How does one calculate the coordinates of a triangle's orthocentre?
I was surfing through the net and got this formula:
$$x-\rm{coordinate}= \frac{x_1\tan A+x_2\tan B+x_3\tan C}{\tan A+\tan B+\tan C}$$
$$y-\rm{coordinate}= \frac{y_1\tan A+y_2\tan B+y_3\tan C}{\tan A+\tan B+\tan C} $$
How do you prove this? Is there any method using just the coordinates?
On
Consider $ \Delta ABC $ in the plane. For now take origin at $ A $, and positions of $ B, C $ as $ \vec{b} = (b_1, b_2)$ and $ \vec{c} = (c_1, c_2) $ respectively.
Any vector perpendicular to nonzero vector $ \vec{x} = (x_1, x_2) $ is of the form $t (-x_2, x_1) $ with $ t \in \mathbb{R} $. So altitude line through $ B $ is $ (\vec{b} + t(-c_2, c_1))_{t \in \mathbb{R}}$, and that through $ C $ is $ (\vec{c} + s(-b_2, b_1))_{s \in \mathbb{R}} $.
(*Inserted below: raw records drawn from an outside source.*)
//! Linear trend projection of future daily sales totals.

use std::collections::BTreeMap;

use chrono::{Datelike, Duration, NaiveDate};
use uuid::Uuid;

use shopbook_domain::{ForecastPoint, Ledger};

use crate::CoreError;

/// Distinct sale-dates required before a fit is attempted.
pub const MIN_SALE_DAYS: usize = 5;

/// Days projected when the caller does not ask for a specific horizon.
pub const DEFAULT_HORIZON_DAYS: u32 = 7;

/// Fits an ordinary-least-squares line over historical daily sales and
/// evaluates it past the latest observed date.
pub struct ForecastService;

impl ForecastService {
    /// Projects daily sales totals for the `horizon_days` consecutive
    /// calendar days after the business's latest sale date.
    ///
    /// Training points are (date ordinal, total) pairs, one per day that
    /// had at least one sale. Days with zero sales are not included as
    /// zero points, so the fit tracks observed activity only. A declining
    /// series can legitimately produce negative predictions; they are
    /// returned unclamped.
    pub fn forecast_sales(
        ledger: &Ledger,
        business_id: Uuid,
        horizon_days: u32,
    ) -> Result<Vec<ForecastPoint>, CoreError> {
        if horizon_days == 0 {
            return Err(CoreError::Validation(
                "forecast horizon must be at least one day".into(),
            ));
        }
        if ledger.business(business_id).is_none() {
            return Err(CoreError::BusinessNotFound(business_id));
        }

        let mut by_day: BTreeMap<NaiveDate, f64> = BTreeMap::new();
        for movement in ledger.movements_for(business_id) {
            if movement.is_sale() {
                *by_day.entry(movement.date).or_insert(0.0) += movement.amount;
            }
        }
        if by_day.len() < MIN_SALE_DAYS {
            return Err(CoreError::InsufficientData {
                have: by_day.len(),
                need: MIN_SALE_DAYS,
            });
        }

        let (slope, intercept) = fit_line(&by_day);
        // BTreeMap keys are sorted, so the last entry is the latest date.
        let last = *by_day.keys().next_back().unwrap();
        let mut points = Vec::new();
        for offset in 1..=horizon_days as i64 {
            let date = last.checked_add_signed(Duration::days(offset)).ok_or_else(|| {
                CoreError::Validation(format!(
                    "forecast horizon of {} days runs past the calendar ceiling",
                    horizon_days
                ))
            })?;
            points.push(ForecastPoint {
                date,
                predicted: slope * ordinal(date) + intercept,
            });
        }
        Ok(points)
    }
}

fn ordinal(date: NaiveDate) -> f64 {
    date.num_days_from_ce() as f64
}

/// Mean-centred OLS fit of `total = slope * ordinal + intercept`.
///
/// With at least two distinct dates the ordinal variance is strictly
/// positive, so the denominator cannot vanish.
fn fit_line(by_day: &BTreeMap<NaiveDate, f64>) -> (f64, f64) {
    let n = by_day.len() as f64;
    let mean_x = by_day.keys().map(|date| ordinal(*date)).sum::<f64>() / n;
    let mean_y = by_day.values().sum::<f64>() / n;

    let mut var_x = 0.0;
    let mut cov_xy = 0.0;
    for (date, total) in by_day {
        let dx = ordinal(*date) - mean_x;
        var_x += dx * dx;
        cov_xy += dx * (total - mean_y);
    }
    let slope = cov_xy / var_x;
    (slope, mean_y - slope * mean_x)
}

#[cfg(test)]
mod tests {
    use super::*;
    use chrono::NaiveTime;
    use shopbook_domain::{Business, Movement, MovementKind, User};

    fn date(y: i32, m: u32, d: u32) -> NaiveDate {
        NaiveDate::from_ymd_opt(y, m, d).unwrap()
    }

    fn noon() -> NaiveTime {
        NaiveTime::from_hms_opt(12, 0, 0).unwrap()
    }

    fn ledger_with_business() -> (Ledger, Uuid) {
        let mut ledger = Ledger::new("Shop");
        let owner = ledger.add_user(User::new("sub-1", "a@example.com", "Ana"));
        let business = ledger.add_business(Business::new(owner, "Stand"));
        (ledger, business)
    }

    fn sale(ledger: &mut Ledger, business: Uuid, d: NaiveDate, amount: f64) {
        ledger.add_movement(Movement::new(business, d, noon(), MovementKind::Sale, amount));
    }

    #[test]
    fn fewer_than_five_sale_days_is_insufficient() {
        let (mut ledger, business) = ledger_with_business();
        for day in 1..=4 {
            sale(&mut ledger, business, date(2024, 1, day), 10.0 * day as f64);
        }
        // Expense-only days do not count as sale days.
        ledger.add_movement(Movement::new(
            business,
            date(2024, 1, 5),
            noon(),
            MovementKind::Expense,
            40.0,
        ));

        let err = ForecastService::forecast_sales(&ledger, business, DEFAULT_HORIZON_DAYS)
            .expect_err("four sale days is not enough");
        assert!(
            matches!(err, CoreError::InsufficientData { have: 4, need: 5 }),
            "got {err:?}"
        );
    }

    #[test]
    fn linear_history_is_reproduced_exactly() {
        let (mut ledger, business) = ledger_with_business();
        // totals 10, 20, 30, 40, 50 on consecutive days: slope 10/day.
        for day in 1..=5 {
            sale(&mut ledger, business, date(2024, 1, day), 10.0 * day as f64);
        }

        let points = ForecastService::forecast_sales(&ledger, business, 3).unwrap();
        assert_eq!(points.len(), 3);
        assert_eq!(points[0].date, date(2024, 1, 6));
        assert!((points[0].predicted - 60.0).abs() < 1e-6);
        assert!((points[2].predicted - 80.0).abs() < 1e-6);
    }

    #[test]
    fn forecast_dates_strictly_increase_from_day_after_latest() {
        let (mut ledger, business) = ledger_with_business();
        for day in [3, 1, 9, 5, 7] {
            sale(&mut ledger, business, date(2024, 2, day), 10.0);
        }

        let points =
            ForecastService::forecast_sales(&ledger, business, DEFAULT_HORIZON_DAYS).unwrap();
        assert_eq!(points.len(), DEFAULT_HORIZON_DAYS as usize);
        assert_eq!(points[0].date, date(2024, 2, 10));
        assert!(points.windows(2).all(|pair| pair[0].date < pair[1].date));
    }

    #[test]
    fn multiple_sales_per_day_are_grouped_into_one_point() {
        let (mut ledger, business) = ledger_with_business();
        for day in 1..=5 {
            // Two sales per day summing to 10 * day.
            sale(&mut ledger, business, date(2024, 1, day), 4.0 * day as f64);
            sale(&mut ledger, business, date(2024, 1, day), 6.0 * day as f64);
        }

        let points = ForecastService::forecast_sales(&ledger, business, 1).unwrap();
        assert!((points[0].predicted - 60.0).abs() < 1e-6);
    }

    #[test]
    fn declining_series_may_predict_negative_totals() {
        let (mut ledger, business) = ledger_with_business();
        for day in 1..=5 {
            sale(&mut ledger, business, date(2024, 1, day), 50.0 - 10.0 * day as f64);
        }

        let points = ForecastService::forecast_sales(&ledger, business, 2).unwrap();
        assert!(points[1].predicted < 0.0, "unclamped fit goes negative");
    }

    #[test]
    fn horizon_past_the_calendar_ceiling_is_a_validation_error() {
        let (mut ledger, business) = ledger_with_business();
        for offset in 0..5 {
            let d = NaiveDate::MAX - chrono::Duration::days(offset);
            sale(&mut ledger, business, d, 10.0);
        }

        let err = ForecastService::forecast_sales(&ledger, business, u32::MAX)
            .expect_err("projection must not run off the calendar");
        assert!(matches!(err, CoreError::Validation(_)), "got {err:?}");
    }

    #[test]
    fn zero_horizon_is_a_validation_error() {
        let (mut ledger, business) = ledger_with_business();
        for day in 1..=5 {
            sale(&mut ledger, business, date(2024, 1, day), 10.0);
        }
        let err = ForecastService::forecast_sales(&ledger, business, 0).expect_err("horizon 0");
        assert!(matches!(err, CoreError::Validation(_)));
    }
}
For their intersection point we should solve $ b_1 - \color{goldenrod}{t}c_2 = c_1 - \color{goldenrod}{s} b_2 $ and $ b_2 + \color{goldenrod}{t}c_1 = c_2 + \color{goldenrod}{s}b_1 $ for $ \color{goldenrod}{s},\color{goldenrod}{t} $. Taking $ \text{Eq1} \times b_1 + \text{Eq2} \times b_2 $ eliminates $ s $ to give $ b_1 ^2 -tb_1 c_2 + b_2 ^2 + tb_2 c_1 = b_1 c_1 + b_2 c_2$, i.e. $ t = \frac{\vec{b} \cdot (\vec{b} - \vec{c})}{\text{det}(\vec{b}, \vec{c})} $. So they intersect at $ \vec{b} + \frac{\vec{b} \cdot (\vec{b} - \vec{c})}{\text{det}(\vec{b}, \vec{c})} (-c_2, c_1) $, which on expanding becomes $ \frac{\vec{b}\cdot\vec{c}}{\det(\vec{b}, \vec{c})} (-(b_2 - c_2), b_1 - c_1) .$
It can be rewritten as $ \frac{\vec{b}\cdot \vec{c}}{\det(\vec{b}, \vec{c})} (\vec{b}-\vec{c})^{\perp} $, where $ \vec{z}^{\perp} := (-z_2, z_1) $. This is clearly perpendicular to $ \vec{b} - \vec{c} $, and hence lies on the altitude through $ A $, proving concurrency.
To summarise,
Th: Consider points $ A(\vec{a}),B(\vec{b}),C(\vec{c}) $ in the plane forming a triangle. Defining $ f(\vec{x}, \vec{y}) := \dfrac{\vec{x}\cdot\vec{y}}{\det(\vec{x}, \vec{y})} (\vec{x}-\vec{y})^{\perp}$ where $ \vec{z}^{\perp} := (-z_2, z_1) $, the altitudes of $ \Delta ABC $ all intersect at $ \vec{a} + f(\vec{b}-\vec{a}, \vec{c}-\vec{a}) .$
Hint: In barycentric coordinates system, coordinates of a point $X$ in the plane of triangle $\Delta ABC$ is determined by the ratios $\lambda_1=\frac{[\Delta XBC]}{[\Delta ABC]},\lambda_2 =\frac{[\Delta XCA]}{[\Delta ABC]}$, and $\lambda_3=\frac{[\Delta XAB]}{[\Delta ABC]}$ where the brackets denote the (signed) area of the enclosed triangles. That is to say $X=\lambda_1 A+\lambda_2 B + \lambda_3 C$. You only need to show that for $X$ being the orthocenter we have $\lambda_1=\frac{\tan A}{\sum \tan A}$, $\lambda_2=\frac{\tan B}{\sum \tan A}$, and $\lambda_3=\frac{\tan C}{\sum \tan A}$.